Quotulatiousness

July 14, 2011

Yet another twist in the twisty-turny mess that is Ontario liquor law

Filed under: Bureaucracy, Cancon, Law, Wine — Tags: , , , , , , — Nicholas Russon @ 08:42

Michael Pinkus responds to an unfair accusation against Diamond Estates over their ability to open a retail store in Scarborough (most wineries are not legally able to do this):

Upon reading the Fashionable Press’ article I shot back the following (on everybody’s favourite medium these days) the Facebook comment section: “Have you really not been paying attention??? Diamond has a store because they bought a winery that had 1) a pre-1993 license and 2) had a pre-existing store. No mystery here, no cronyism, just smart business sense. In Ontario’s archaic system there are two things that reign supreme: a pre-1993 license (which allows you to blend foreign and domestic wines) and a winery with an outside store attached. Diamond got them both when they acquired DeSousa.”

The reply from Fashionable was quick: “Yes we understand that point the issue remains why no other winery can do the same thing?”

To which I answered, “This comes back to the archaic laws … not cronyism or the fact that Murray Marshall is chairman and CEO of VQA Canada. As many know I am not a huge supporter of the big wineries that can blend (and do) but Murray is working well within the crappy, backward, stink-ass system we call the alcohol laws in Ontario. If another winery wanted to do it they can pony up the 3+ million Cilento will sell their license for (of course I may be off by a few million on the price because that pre-93 piece of paper is a license to print money).”

To understand all this, and all it’s intricacies and complexities is to understand why Ontario’s small wineries are so pissed off (and yes that is the right wording here) when the subject of VQA stores is brought up. But back to Diamond … The moment DeSousa went up for sale Murray saw it as an opportunity to get a store that wasn’t tied to Niagara and a way to get his products into the hands of consumers in the much more lucrative market of Toronto (in this case Scarborough).

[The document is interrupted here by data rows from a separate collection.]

//! On/off controls whose only state is their visual indicator

use std::future::Future;

use dom_tree::Element;
use tracing::warn;

use crate::errors::FlowError;

/// A generated control button. The indicator is a class on the element.
#[derive(Debug, Clone)]
pub struct ToggleControl {
    element: Element,
    active_class: String,
}

impl ToggleControl {
    pub fn new(element: Element, active_class: impl Into<String>) -> Self {
        Self {
            element,
            active_class: active_class.into(),
        }
    }

    pub fn element(&self) -> &Element {
        &self.element
    }

    pub fn is_active(&self) -> bool {
        self.element.has_class(&self.active_class)
    }

    pub fn set_active(&self, active: bool) {
        self.element.toggle_class(&self.active_class, Some(active));
    }

    /// Flip the indicator, then run `flow` towards the new state.
    ///
    /// If the flow fails, or is dropped before finishing, the indicator goes
    /// back to its value before the flip; the control never shows a state it
    /// failed to reach.
    pub async fn switch<F, Fut>(&self, flow: F) -> Result<bool, FlowError>
    where
        F: FnOnce(bool) -> Fut,
        Fut: Future<Output = Result<(), FlowError>>,
    {
        let before = self.is_active();
        let target = !before;
        self.set_active(target);
        let mut rollback = Rollback {
            control: self,
            restore: Some(before),
        };
        match flow(target).await {
            Ok(()) => {
                rollback.restore = None;
                Ok(target)
            }
            Err(err) => {
                drop(rollback);
                warn!(
                    control = %self.element,
                    restored = before,
                    error = %err,
                    "toggle failed; indicator rolled back"
                );
                Err(err)
            }
        }
    }
}

struct Rollback<'a> {
    control: &'a ToggleControl,
    restore: Option<bool>,
}

impl Drop for Rollback<'_> {
    fn drop(&mut self) {
        if let Some(before) = self.restore.take() {
            self.control.set_active(before);
        }
    }
}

Now the astute amongst you (or the Ontario wine history buff) will note that Lakeview also has a pre-1993 license (est. 1991) – but that’s where it gets even wonkier. While Lakeview would be allowed to blend foreign with domestic wines, the original owners never branched out to buy another retail store, so their operation was stuck in Niagara post-1993 when the moratorium on wine store licenses was imposed. DeSousa (est. 1990) on the other hand, did acquire one additional retail licence prior to the cut-off.

The hard part about owning these stores is they are rarely permanent, and here’s why. The rationale behind placing one of these additional retail outlets somewhere is that it is an “under-serviced neighbourhood” … Fashionable asks the following: “Why didn’t the LCBO find this under-serviced gem and plunk one of its outlets there? … Why did they choose in a gentlemanly way to cede over to Diamond?”

To that I say ‘Have No Fear’, if that Diamond store does well then you can bet the farm that the liquor monopoly will parade in like a white knight and announce a store nearby … which will force Diamond to relocate the store to another “under-serviced area” … and how, you may ask, will the LC know that Diamond is doing so well? That my friends is what smells bad in this entire deal: Who do you think gets to look at the sales numbers from these off site stores? Hmm? They’re not called the KGBO by some for nothing.

So the brief and fleeting moment that Diamond has taken advantage of will disappear as soon as the LCBO decides that they need to move into that disadvantaged area and open an LCBO store, which will force the private seller to close their store in the area. Nice.